Force a flush with Reporter.flush/2:

# Async flush (returns immediately)
Reporter.flush(reporter)

# Sync flush (waits for batches to be sent)
Reporter.flush(reporter, sync?: true)

# Sync flush with drain wait (waits until all events are acknowledged)
Reporter.flush(reporter, sync?: true, wait_drained?: true)

Batching Behavior

  • Events are grouped into batches of up to max_batch_size (default: 100)
  • Multiple batches are sent sequentially
  • Each batch includes session metadata (session_id, platform, SDK version)

Example batch structure:

%{
  session_id: "session-abc123",
  platform: "unix/linux",
  sdk_version: "0.1.2",
  events: [
    %{
      event: "GENERIC_EVENT",
      event_id: "a1b2c3...",
      event_session_index: 5,
      severity: "INFO",
      timestamp: "2025-11-26T10:30:45Z",
      event_name: "user.action",
      event_data: %{"button" => "submit"}
    },
    # ... up to 100 events
  ]
}

Retry Behavior

Failed sends are retried with exponential backoff:

  1. First attempt - Immediate send
  2. Retry 1 - Wait ~1000ms (base_delay)
  3. Retry 2 - Wait ~2000ms (base_delay * 2)
  4. Retry 3 - Wait ~4000ms (base_delay * 4)
  5. Give up - Log warning and drop batch

The backoff delay includes 10% random jitter to prevent thundering herd effects.

Example:

{:ok, reporter} =
  Tinkex.Telemetry.Reporter.start_link(
    config: config,
    session_id: session_id,
    max_retries: 5,              # Try up to 5 times
    retry_base_delay_ms: 500     # Start with 500ms delay
  )

Wait-Until-Drained

For graceful shutdown, use wait_until_drained/2 to block until all queued events are sent:

# Queue some events
Reporter.log(reporter, "shutdown.starting", %{})

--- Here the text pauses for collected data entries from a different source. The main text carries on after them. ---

#[tokio::test]
async fn test_double_code_submit_verifies_once() {
    let h = harness_with(
        MockChallengeProvider::new().with_verify_gate(),
        MockHumanVerifier::new(),
        RecordingEstablisher::new(),
        FlowOptions::default(),
    );
    h.controller.submit_phone("9876543210").await.unwrap();

    let first = tokio::spawn({
        let controller = h.controller.clone();
        async move { controller.submit_code("123456").await }
    });
    settle().await;

    assert!(h.controller.snapshot().verifying_code);
    let second = h.controller.submit_code("123456").await;
    assert!(matches!(second, Err(FlowError::Busy { .. })));

    h.provider.release_verify(1);
    let snapshot = first.await.unwrap().unwrap();

    assert_eq!(snapshot.state, FlowState::Authenticated);
    assert_eq!(h.provider.verify_calls().len(), 1);
    assert_eq!(h.establisher.sessions().len(), 1);
}

#[tokio::test]
async fn test_issue_failure_returns_to_phone_entry() {
    let h = harness_with(
        MockChallengeProvider::new().with_issue_response(Err(ProviderError::rejected(
            "TOO_MANY_ATTEMPTS_TRY_LATER",
            "TOO_MANY_ATTEMPTS_TRY_LATER",
        ))),
        MockHumanVerifier::new(),
        RecordingEstablisher::new(),
        FlowOptions::default(),
    );

    let snapshot = h.controller.submit_phone("9876543210").await.unwrap();
    assert_eq!(snapshot.state, FlowState::CollectingPhone);
    let error = snapshot.error.unwrap();
    assert_eq!(error.kind, ErrorKind::ChallengeIssueFailed);
    assert_eq!(error.message, "Failed to send OTP: TOO_MANY_ATTEMPTS_TRY_LATER");

    // User may resubmit; the token from the first attempt is reused
    let snapshot = h.controller.submit_phone("9876543210").await.unwrap();
    assert_eq!(snapshot.state, FlowState::AwaitingCode);
    assert!(snapshot.error.is_none());
    assert_eq!(h.verifier.obtain_calls().len(), 1);
}

#[tokio::test]
async fn test_wrong_code_allows_retry_with_same_handle() {
    let h = harness();
    h.controller.submit_phone("98765 43210").await.unwrap();

    let snapshot = h.controller.submit_code("000000").await.unwrap();
    assert_eq!(snapshot.state, FlowState::AwaitingCode);
    let error = snapshot.error.unwrap();
    assert_eq!(error.kind, ErrorKind::VerificationFailed);
    assert_eq!(error.message, "Invalid OTP: INVALID_CODE");

    let snapshot = h.controller.submit_code(" 123456 ").await.unwrap();
    assert_eq!(snapshot.state, FlowState::Authenticated);
    assert!(snapshot.error.is_none());

    let calls = h.provider.verify_calls();
    assert_eq!(calls.len(), 2);
    assert!(calls.iter().all(|c| c.handle == "session-1"));
    assert_eq!(h.provider.issue_calls().len(), 1);
}

#[tokio::test]
async fn test_empty_code_is_still_sent_to_provider() {
    let h = harness();
    h.controller.submit_phone("9876543210").await.unwrap();

    let snapshot = h.controller.submit_code("   ").await.unwrap();

    assert_eq!(snapshot.state, FlowState::AwaitingCode);
    assert_eq!(h.provider.verify_calls()[0].code, "");
}

#[tokio::test]
async fn test_expired_token_is_renewed_and_retried_once() {
    let h = harness_with(
        MockChallengeProvider::new().with_issue_response(Err(ProviderError::HumanVerificationExpired)),
        MockHumanVerifier::new(),
        RecordingEstablisher::new(),
        FlowOptions::default(),
    );

    let snapshot = h.controller.submit_phone("9876543210").await.unwrap();

    assert_eq!(snapshot.state, FlowState::AwaitingCode);
    assert!(snapshot.error.is_none());

    let issued = h.provider.issue_calls();
    assert_eq!(issued.len(), 2);
    assert_eq!(issued[0].token, "token-1");
    assert_eq!(issued[1].token, "token-2");
    assert_eq!(h.verifier.obtain_calls().len(), 2);
}

#[tokio::test]
async fn test_expired_twice_is_surfaced() {
    let h = harness_with(
        MockChallengeProvider::new()
            .with_issue_response(Err(ProviderError::HumanVerificationExpired))
            .with_issue_response(Err(ProviderError::HumanVerificationExpired)),
        MockHumanVerifier::new(),
        RecordingEstablisher::new(),
        FlowOptions::default(),
    );

    let snapshot = h.controller.submit_phone("9876543210").await.unwrap();

    assert_eq!(snapshot.state, FlowState::CollectingPhone);
    assert_eq!(snapshot.error.unwrap().kind, ErrorKind::HumanVerificationExpired);
    assert_eq!(h.provider.issue_calls().len(), 2);

    // The next submission starts with a fresh token
    let snapshot = h.controller.submit_phone("9876543210").await.unwrap();
    assert_eq!(snapshot.state, FlowState::AwaitingCode);
    assert_eq!(h.provider.issue_calls()[2].token, "token-3");
}

#[tokio::test]
async fn test_token_failure_is_an_issue_failure() {
    let h = harness_with(
        MockChallengeProvider::new(),
        MockHumanVerifier::new().with_failure(ProviderError::Transport("widget not rendered".into())),
        RecordingEstablisher::new(),
        FlowOptions::default(),
    );

    let snapshot = h.controller.submit_phone("9876543210").await.unwrap();

    assert_eq!(snapshot.state, FlowState::CollectingPhone);
    let error = snapshot.error.unwrap();
    assert_eq!(error.kind, ErrorKind::ChallengeIssueFailed);
    assert_eq!(error.message, "Failed to send OTP: widget not rendered");
    assert!(h.provider.issue_calls().is_empty());
}

#[tokio::test]
async fn test_widget_expiry_callback_keeps_state_and_drops_token() {
    let h = harness();
    h.controller.submit_phone("9876543210").await.unwrap();

    let snapshot = h.controller.human_verification_expired().await;
    assert_eq!(snapshot.state, FlowState::AwaitingCode);
    assert_eq!(snapshot.error.unwrap().kind, ErrorKind::HumanVerificationExpired);

    // Re-entering the number obtains a new token
    h.controller.submit_phone("9876543210").await.unwrap();
    let issued = h.provider.issue_calls();
    assert_eq!(issued.len(), 2);
    assert_eq!(issued[1].token, "token-2");
}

# Wait up to 30 seconds for all events to be sent
drained = Reporter.wait_until_drained(reporter, 30_000)

case drained do
  true -> IO.puts("All telemetry sent successfully")
  false -> IO.puts("Timeout waiting for telemetry drain")
end

Internal counters:

  • push_counter - Incremented when events are enqueued
  • flush_counter - Incremented when events are sent
  • Drained when flush_counter >= push_counter

This is automatically used during graceful shutdown with Reporter.stop/2.

Graceful Shutdown

Stop the reporter gracefully with Reporter.stop/2:

Reporter.stop(reporter, 5_000)

This performs the following steps:

  1. Enqueues a SESSION_END event (if not already emitted)
  2. Flushes all pending events synchronously
  3. Waits until all batches are sent (up to timeout)
  4. Stops the GenServer

The reporter also implements terminate/2, so if the process is terminated normally, it will perform the same graceful shutdown sequence.

Disabling Telemetry

Telemetry can be disabled via the TINKER_TELEMETRY environment variable:

# Disable telemetry
export TINKER_TELEMETRY=0
# or
export TINKER_TELEMETRY=false
# or
export TINKER_TELEMETRY=no

# Enable telemetry (default)
export TINKER_TELEMETRY=1
# or
export TINKER_TELEMETRY=true
# or
export TINKER_TELEMETRY=yes

When disabled:

  • Reporter.start_link/1 returns :ignore
  • All reporter functions become no-ops (return false or :ok)
  • No network requests are made
  • No events are logged

You can also override the environment variable per-reporter:

# Force enable, even if TINKER_TELEMETRY=0
{:ok, reporter} =
  Tinkex.Telemetry.Reporter.start_link(
    config: config,
    session_id: session_id,
    enabled: true
  )

# Force disable, even if TINKER_TELEMETRY=1
reporter =
  case Tinkex.Telemetry.Reporter.start_link(
    config: config,
    session_id: session_id,
    enabled: false
  ) do
    {:ok, pid} -> pid
    :ignore -> nil
  end

Complete Example

Here's a complete example showing all major features:

import Tinkex.Telemetry.Capture

{:ok, _} = Application.ensure_all_started(:tinkex)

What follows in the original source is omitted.